▸ Extracted information:
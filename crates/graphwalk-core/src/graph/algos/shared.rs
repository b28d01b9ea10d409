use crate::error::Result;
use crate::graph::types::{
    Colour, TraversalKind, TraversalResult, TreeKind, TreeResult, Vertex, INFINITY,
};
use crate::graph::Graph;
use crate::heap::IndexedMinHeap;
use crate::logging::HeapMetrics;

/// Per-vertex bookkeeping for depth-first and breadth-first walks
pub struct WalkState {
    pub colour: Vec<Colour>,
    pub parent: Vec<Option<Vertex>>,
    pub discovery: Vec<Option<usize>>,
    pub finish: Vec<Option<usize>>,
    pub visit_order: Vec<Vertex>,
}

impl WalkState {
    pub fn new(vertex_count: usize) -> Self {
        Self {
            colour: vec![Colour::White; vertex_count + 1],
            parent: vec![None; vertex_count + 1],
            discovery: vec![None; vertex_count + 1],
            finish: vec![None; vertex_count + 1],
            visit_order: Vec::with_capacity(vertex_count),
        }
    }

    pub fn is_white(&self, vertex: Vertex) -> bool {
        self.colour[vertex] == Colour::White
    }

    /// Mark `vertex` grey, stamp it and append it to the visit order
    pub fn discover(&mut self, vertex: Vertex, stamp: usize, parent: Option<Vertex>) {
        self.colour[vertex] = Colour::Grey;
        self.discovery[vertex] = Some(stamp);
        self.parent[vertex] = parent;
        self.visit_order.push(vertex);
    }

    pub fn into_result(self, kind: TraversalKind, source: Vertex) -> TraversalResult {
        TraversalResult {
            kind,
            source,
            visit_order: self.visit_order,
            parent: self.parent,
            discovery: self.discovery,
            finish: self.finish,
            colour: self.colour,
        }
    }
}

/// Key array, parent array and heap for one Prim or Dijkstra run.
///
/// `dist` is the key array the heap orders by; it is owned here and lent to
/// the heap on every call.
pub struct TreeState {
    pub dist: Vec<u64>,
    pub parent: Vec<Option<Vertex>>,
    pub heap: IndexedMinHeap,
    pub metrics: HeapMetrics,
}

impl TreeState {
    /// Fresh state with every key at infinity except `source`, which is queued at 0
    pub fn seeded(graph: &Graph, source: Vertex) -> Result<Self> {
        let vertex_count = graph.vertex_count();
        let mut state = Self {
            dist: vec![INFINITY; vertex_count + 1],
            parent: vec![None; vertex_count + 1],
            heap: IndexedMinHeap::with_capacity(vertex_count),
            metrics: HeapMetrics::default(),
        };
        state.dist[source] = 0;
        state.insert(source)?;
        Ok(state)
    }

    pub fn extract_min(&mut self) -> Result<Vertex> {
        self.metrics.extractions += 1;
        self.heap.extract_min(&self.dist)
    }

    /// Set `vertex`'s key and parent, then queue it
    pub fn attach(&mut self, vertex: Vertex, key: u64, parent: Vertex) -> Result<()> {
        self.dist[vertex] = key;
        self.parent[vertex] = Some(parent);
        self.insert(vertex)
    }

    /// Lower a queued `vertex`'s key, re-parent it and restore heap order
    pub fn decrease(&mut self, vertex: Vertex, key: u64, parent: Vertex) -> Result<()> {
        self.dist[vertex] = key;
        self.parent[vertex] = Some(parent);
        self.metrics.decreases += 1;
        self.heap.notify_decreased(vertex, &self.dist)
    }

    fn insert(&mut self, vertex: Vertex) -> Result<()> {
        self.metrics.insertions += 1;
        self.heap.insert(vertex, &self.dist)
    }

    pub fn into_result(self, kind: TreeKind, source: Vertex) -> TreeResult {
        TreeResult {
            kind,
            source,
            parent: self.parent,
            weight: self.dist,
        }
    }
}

...

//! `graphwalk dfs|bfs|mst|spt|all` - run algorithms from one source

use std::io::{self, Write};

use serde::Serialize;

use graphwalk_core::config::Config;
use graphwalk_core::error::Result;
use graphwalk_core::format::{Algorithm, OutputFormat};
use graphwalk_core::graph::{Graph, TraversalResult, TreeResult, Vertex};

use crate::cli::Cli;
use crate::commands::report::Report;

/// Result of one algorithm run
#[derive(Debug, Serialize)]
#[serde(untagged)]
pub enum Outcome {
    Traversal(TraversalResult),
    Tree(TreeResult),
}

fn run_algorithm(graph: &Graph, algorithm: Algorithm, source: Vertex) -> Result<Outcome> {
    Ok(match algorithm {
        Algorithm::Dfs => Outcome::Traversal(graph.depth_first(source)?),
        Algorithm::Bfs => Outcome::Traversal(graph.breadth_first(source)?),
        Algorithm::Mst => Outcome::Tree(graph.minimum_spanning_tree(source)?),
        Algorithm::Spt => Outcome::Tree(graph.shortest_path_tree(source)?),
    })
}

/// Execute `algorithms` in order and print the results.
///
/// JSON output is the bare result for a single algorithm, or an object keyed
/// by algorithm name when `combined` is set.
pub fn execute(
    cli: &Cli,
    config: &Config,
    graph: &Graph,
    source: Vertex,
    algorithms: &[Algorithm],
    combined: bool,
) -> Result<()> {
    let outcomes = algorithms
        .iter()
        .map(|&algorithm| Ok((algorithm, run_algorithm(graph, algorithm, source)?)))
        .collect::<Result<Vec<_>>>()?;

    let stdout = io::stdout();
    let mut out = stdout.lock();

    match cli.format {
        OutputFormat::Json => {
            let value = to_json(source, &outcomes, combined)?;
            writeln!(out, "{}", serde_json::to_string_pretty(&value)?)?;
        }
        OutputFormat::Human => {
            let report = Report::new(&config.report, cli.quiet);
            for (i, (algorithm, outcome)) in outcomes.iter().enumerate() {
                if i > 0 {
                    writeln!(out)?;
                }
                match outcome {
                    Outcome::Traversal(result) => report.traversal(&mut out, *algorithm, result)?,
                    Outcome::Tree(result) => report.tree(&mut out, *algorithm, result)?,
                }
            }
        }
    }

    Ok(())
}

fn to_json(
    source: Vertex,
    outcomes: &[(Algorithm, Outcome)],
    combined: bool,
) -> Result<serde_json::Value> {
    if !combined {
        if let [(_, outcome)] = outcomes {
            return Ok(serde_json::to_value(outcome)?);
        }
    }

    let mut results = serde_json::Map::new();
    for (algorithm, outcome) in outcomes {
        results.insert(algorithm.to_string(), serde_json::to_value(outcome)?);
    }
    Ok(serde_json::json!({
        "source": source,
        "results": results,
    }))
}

▸ Assigned task: Only the number is wanted: count the lines of the records that hold the word "discovery".

▸ Exercise output: 4